The Many Faces of Bias

Our weekly selection of must-read Editors' Picks and original features

Jun 16, 2022

3 min read

Bias is a charged term in the fields of data science and machine learning—not in the least because it means so many things for practitioners. Imbalanced statistical distributions are a form of bias, but so is the representation of racial and gender stereotypes in language models’ training data, or the way researchers’ assumptions get baked into the algorithms they build.

In our latest Author Spotlight Q&A, we chatted with Conor O’Sullivan about his growing interest in algorithmic fairness—a subfield devoted to countering biases in a wide range of data science practices and workflows. So it only felt natural to expand on this topic in this week’s Variable, where we highlight several recent articles that approach bias with great nuance, and from multiple angles.

A useful primer on preventing and removing bias from datasets. If you’ve just recently tapped into conversations around fairness and bias, a very good place to start is Ella Wilson‘s debut TDS post. It defines the core concepts you need to know, and also introduces some of the main approaches to tackling the problem of bias in training data.
A close look at the social impacts of bias. "When someone practices data science, they are either challenging or enforcing an existing structure of power." The starting point of Aisulu Omar‘s thought-provoking article is that working with massive datasets isn’t inherently good or bad, but that the combination of non-diverse teams and under-informed individual practitioners can cause (or perpetuate) harm.

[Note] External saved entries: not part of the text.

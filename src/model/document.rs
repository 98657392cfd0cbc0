//! Response documents.

use std::collections::BTreeMap;

use serde_json::{Map, Value};

use crate::error::JsonApiError;
use crate::model::resource::links_json;
use crate::model::{Resource, ResourceIdentity};

/// The primary data of a document.
///
/// A single-resource document whose resource is absent renders
/// `data: null`; an empty collection renders `data: []`. The distinction
/// is fixed at construction and survives assembly.
#[derive(Clone, Debug, PartialEq)]
pub enum PrimaryData {
    /// Zero or one resource (`data: null` when absent).
    Single(Option<Resource>),
    /// A resource collection (`data: []` when empty).
    Collection(Vec<Resource>),
}

/// A response document.
///
/// Documents are created fresh per request, either by a handler wrapping
/// provider results or by the error conversion in
/// [`JsonApiError::into_document`](crate::error::JsonApiError::into_document).
///
/// # Example
///
/// ```rust
/// use jsonapi_server::model::{Document, Resource};
///
/// let document = Document::single(Some(Resource::new("tests", "test-1")));
/// assert_eq!(document.http_status(), 200);
/// assert_eq!(document.primary_resources().len(), 1);
/// ```
#[derive(Clone, Debug, PartialEq)]
pub struct Document {
    /// The primary data.
    pub data: PrimaryData,
    /// Side-loaded resources, insertion-ordered and unique by identity.
    pub included: Vec<Resource>,
    /// Document-level links.
    pub links: BTreeMap<String, String>,
    /// Document-level meta information.
    pub meta: Map<String, Value>,
    /// Error objects; a non-empty list suppresses `data` in the projection.
    pub errors: Vec<ErrorObject>,
    http_status: u16,
}

impl Document {
    /// Creates a single-resource document with HTTP status 200.
    #[must_use]
    pub fn single(resource: Option<Resource>) -> Self {
        Self::with_data(PrimaryData::Single(resource))
    }

    /// Creates a resource-collection document with HTTP status 200.
    #[must_use]
    pub fn collection(resources: Vec<Resource>) -> Self {
        Self::with_data(PrimaryData::Collection(resources))
    }

    fn with_data(data: PrimaryData) -> Self {
        Self {
            data,
            included: Vec::new(),
            links: BTreeMap::new(),
            meta: Map::new(),
            errors: Vec::new(),
            http_status: 200,
        }
    }

    /// Returns the HTTP status this document should be answered with.
    #[must_use]
    pub const fn http_status(&self) -> u16 {
        self.http_status
    }

    /// Sets the HTTP status.
    pub fn set_http_status(&mut self, status: u16) {
        self.http_status = status;
    }

    /// Returns the primary resources as a slice (empty for `data: null`).
    #[must_use]
    pub fn primary_resources(&self) -> &[Resource] {
        match &self.data {
            PrimaryData::Single(Some(resource)) => std::slice::from_ref(resource),
            PrimaryData::Single(None) => &[],
            PrimaryData::Collection(resources) => resources,
        }
    }

    /// Returns the primary resources as a mutable slice.
    pub fn primary_resources_mut(&mut self) -> &mut [Resource] {
        match &mut self.data {
            PrimaryData::Single(Some(resource)) => std::slice::from_mut(resource),
            PrimaryData::Single(None) => &mut [],
            PrimaryData::Collection(resources) => resources,
        }
    }

    /// Returns the included resource with the given identity, if present.
    #[must_use]
    pub fn included_resource(&self, identity: &ResourceIdentity) -> Option<&Resource> {
        self.included
            .iter()
            .find(|resource| resource.identity() == *identity)
    }

    /// Renders the document for the external serializer.
    ///
    /// `data` is suppressed while errors are present; `included`, `links`
    /// and `meta` appear only when non-empty.
    #[must_use]
    pub fn to_json(&self) -> Value {
        let mut object = Map::new();

        if self.errors.is_empty() {
            let data = match &self.data {
                PrimaryData::Single(resource) => {
                    resource.as_ref().map_or(Value::Null, Resource::to_json)
                }
                PrimaryData::Collection(resources) => {
                    Value::Array(resources.iter().map(Resource::to_json).collect())
                }
            };
            object.insert("data".to_string(), data);

            if !self.included.is_empty() {
                object.insert(
                    "included".to_string(),
                    Value::Array(self.included.iter().map(Resource::to_json).collect()),
                );
            }
        } else {
            object.insert(
                "errors".to_string(),
                Value::Array(self.errors.iter().map(ErrorObject::to_json).collect()),
            );
        }

        if !self.links.is_empty() {
            object.insert("links".to_string(), links_json(&self.links));
        }

        if !self.meta.is_empty() {
            object.insert("meta".to_string(), Value::Object(self.meta.clone()));
        }

        Value::Object(object)
    }

    /// Parses a request body document.
    ///
    /// Only the `data` member is read: an object becomes a single-resource
    /// document, an array a collection, `null` an empty single-resource
    /// document.
    ///
    /// # Errors
    ///
    /// Returns [`JsonApiError::MalformedRequest`] when the body is not an
    /// object with a `data` member of one of those shapes.
    pub fn from_json(value: &Value) -> Result<Self, JsonApiError> {
        let data = value
            .as_object()
            .and_then(|object| object.get("data"))
            .ok_or_else(|| JsonApiError::malformed("Request document requires a 'data' member"))?;

        match data {
            Value::Null => Ok(Self::single(None)),
            Value::Object(_) => Ok(Self::single(Some(Resource::from_json(data)?))),
            Value::Array(entries) => {
                let resources = entries
                    .iter()
                    .map(Resource::from_json)
                    .collect::<Result<Vec<_>, _>>()?;
                Ok(Self::collection(resources))
            }
            _ => Err(JsonApiError::malformed(
                "Request document 'data' must be an object, an array or null",
            )),
        }
    }
}

/// A single error entry of an error document.
#[derive(Clone, Debug, PartialEq)]
pub struct ErrorObject {
    /// The HTTP status code this error maps to.
    pub status: u16,
    /// A short, occurrence-independent summary.
    pub title: String,
    /// An occurrence-specific description, if one may be exposed.
    pub detail: Option<String>,
    /// Additional error meta information.
    pub meta: Map<String, Value>,
}

impl ErrorObject {
    /// Creates an error object without detail or meta.
    pub fn new(status: u16, title: impl Into<String>) -> Self {
        Self {
            status,
            title: title.into(),
            detail: None,
            meta: Map::new(),
        }
    }

    /// Renders this error as an error object with a string `status`.
    #[must_use]
    pub fn to_json(&self) -> Value {
        let mut object = Map::new();
        object.insert("status".to_string(), Value::String(self.status.to_string()));
        object.insert("title".to_string(), Value::String(self.title.clone()));

        if let Some(detail) = &self.detail {
            object.insert("detail".to_string(), Value::String(detail.clone()));
        }

        if !self.meta.is_empty() {
            object.insert("meta".to_string(), Value::Object(self.meta.clone()));
        }

        Value::Object(object)
    }
}

// Verify document types are Send + Sync at compile time
const _: fn() = || {
    const fn assert_send_sync<T: Send + Sync>() {}
    assert_send_sync::<PrimaryData>();
    assert_send_sync::<Document>();
    assert_send_sync::<ErrorObject>();
};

On the issue of inference and multiple treatments. Turning to the statistical side of things, Matteo Courthoud‘s latest explainer is a lucid and engaging analysis of a recent paper on contamination bias: the problem that arises when we want to observe the effects of multiple, mutually exclusive treatments in contexts like experimental drugs, UX design, or policy debates.
Evaluating survival analysis models correctly. Issues surrounding accurate interpretation are also at the core of Nicolo Cosimo Albanese‘s deep dive on performance-evaluation metrics for survival analysis. He covers the ins and outs of several common metrics, and shares examples (in Python) to show readers how to go about choosing the right one.

If you’d like to exercise a few other data-science muscle groups this week—and why wouldn’t you?—here are a few recommended reads, spanning a wide spectrum of topics and approaches.

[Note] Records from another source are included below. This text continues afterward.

//! Integration tests for offset pagination links.

use jsonapi_server::error::JsonApiError;
use jsonapi_server::http::HttpRequest;
use jsonapi_server::model::Document;
use jsonapi_server::pagination::{OffsetPaginationLinkGenerator, PaginationLinkGenerator};
use jsonapi_server::request::FetchRequest;

fn fetch(uri: &str) -> FetchRequest {
    FetchRequest::from_http_request(&HttpRequest::get(uri), "").unwrap()
}

fn paginate(uri: &str, result_count: usize) -> Result<Document, JsonApiError> {
    let mut document = Document::collection(vec![]);
    OffsetPaginationLinkGenerator::new(10).add_pagination_links(
        &mut document,
        &fetch(uri),
        result_count,
    )?;
    Ok(document)
}

#[test]
fn test_first_page_boundary() {
    // totalCount=100, limit=10, offset=0: self, next(10), last(90) present;
    // first and previous absent
    let document = paginate("/tests?page[offset]=0&page[limit]=10", 100).unwrap();

    assert_eq!(
        document.links["self"],
        "/tests?page[offset]=0&page[limit]=10"
    );
    assert_eq!(
        document.links["next"],
        "/tests?page[offset]=10&page[limit]=10"
    );
    assert_eq!(
        document.links["last"],
        "/tests?page[offset]=90&page[limit]=10"
    );
    assert!(!document.links.contains_key("first"));
    assert!(!document.links.contains_key("previous"));
}

#[test]
fn test_offset_validity_boundary() {
    // offset=95 is valid for 100 results (95 <= 99)
    assert!(paginate("/tests?page[offset]=95&page[limit]=10", 100).is_ok());

    // offset=105 exceeds totalCount-1 and must fail
    assert!(matches!(
        paginate("/tests?page[offset]=105&page[limit]=10", 100),
        Err(JsonApiError::MalformedRequest { .. })
    ));
}

#[test]
fn test_middle_page_has_all_five_links() {
    let document = paginate("/tests?page[offset]=40&page[limit]=10", 100).unwrap();

    for name in ["self", "first", "previous", "next", "last"] {
        assert!(document.links.contains_key(name), "missing link '{name}'");
    }
}

#[test]
fn test_previous_is_clamped_to_the_first_page() {
    let document = paginate("/tests?page[offset]=3&page[limit]=10", 100).unwrap();
    assert_eq!(
        document.links["previous"],
        "/tests?page[offset]=0&page[limit]=10"
    );
}

#[test]
fn test_self_link_is_the_verbatim_uri() {
    let uri = "/tests?include=examples&page[offset]=20&page[limit]=10";
    let document = paginate(uri, 100).unwrap();
    assert_eq!(document.links["self"], uri);
}

#[test]
fn test_links_rewrite_only_page_parameters() {
    let document = paginate(
        "/tests?filter[state]=active&sort=-name&page[offset]=20&page[limit]=10",
        100,
    )
    .unwrap();

    for name in ["first", "previous", "next", "last"] {
        let link = &document.links[name];
        assert!(link.contains("filter[state]=active"), "{name}: {link}");
        assert!(link.contains("sort=-name"), "{name}: {link}");
    }
    assert!(document.links["next"].contains("page[offset]=30"));
}

#[test]
fn test_default_limit_is_used_and_not_echoed() {
    let document = paginate("/tests?page[offset]=10", 100).unwrap();
    // links computed with the default limit of 10, without a page[limit] key
    assert_eq!(document.links["next"], "/tests?page[offset]=20");
    assert!(!document.links["next"].contains("limit"));
}

#[test]
fn test_invalid_limit_and_offset_values() {
    assert!(paginate("/tests?page[limit]=0", 100).is_err());
    assert!(paginate("/tests?page[limit]=-5", 100).is_err());
    assert!(paginate("/tests?page[limit]=ten", 100).is_err());
    assert!(paginate("/tests?page[offset]=-1", 100).is_err());
    assert!(paginate("/tests?page[offset]=x", 100).is_err());
}

#[test]
fn test_empty_result_set_accepts_offset_zero() {
    let document = paginate("/tests", 0).unwrap();
    assert!(document.links.contains_key("self"));
    assert_eq!(document.links.len(), 1);
}

#[test]
fn test_short_collection_has_no_pagination_links_beyond_self() {
    // 5 results with limit 10: everything fits one page
    let document = paginate("/tests?page[limit]=10", 5).unwrap();
    assert_eq!(document.links.len(), 1);
    assert!(document.links.contains_key("self"));
}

It’s always a treat to share a new post by Sara A. Metwalli, and this one’s no exception: here’s a concise, actionable tutorial on writing better comments in your code.
Continuing his fascinating, ongoing series on graph neural networks, Michael Bronstein (with coauthors Cristian Bodnar and Fabrizio Frasca) challenges the notion that graphs are, in fact, the right computational fabric for GNNs.
Unit-testing data pipelines is a perennial challenge for data analysts and engineers. Xiaoxu Gao is here to help, with a comprehensive tutorial that covers the implementation of unit tests in dbt.
For the tinkerers and builders out there, Elise Landman walks us through the process of training a basic recommender system with Word2Vec on browser session data.
We send you off this week with the latest from Leah Simpson and Ray McLendon, who leverage insights from Eric Ries’s "lean startup" approach to streamline and optimize machine learning products.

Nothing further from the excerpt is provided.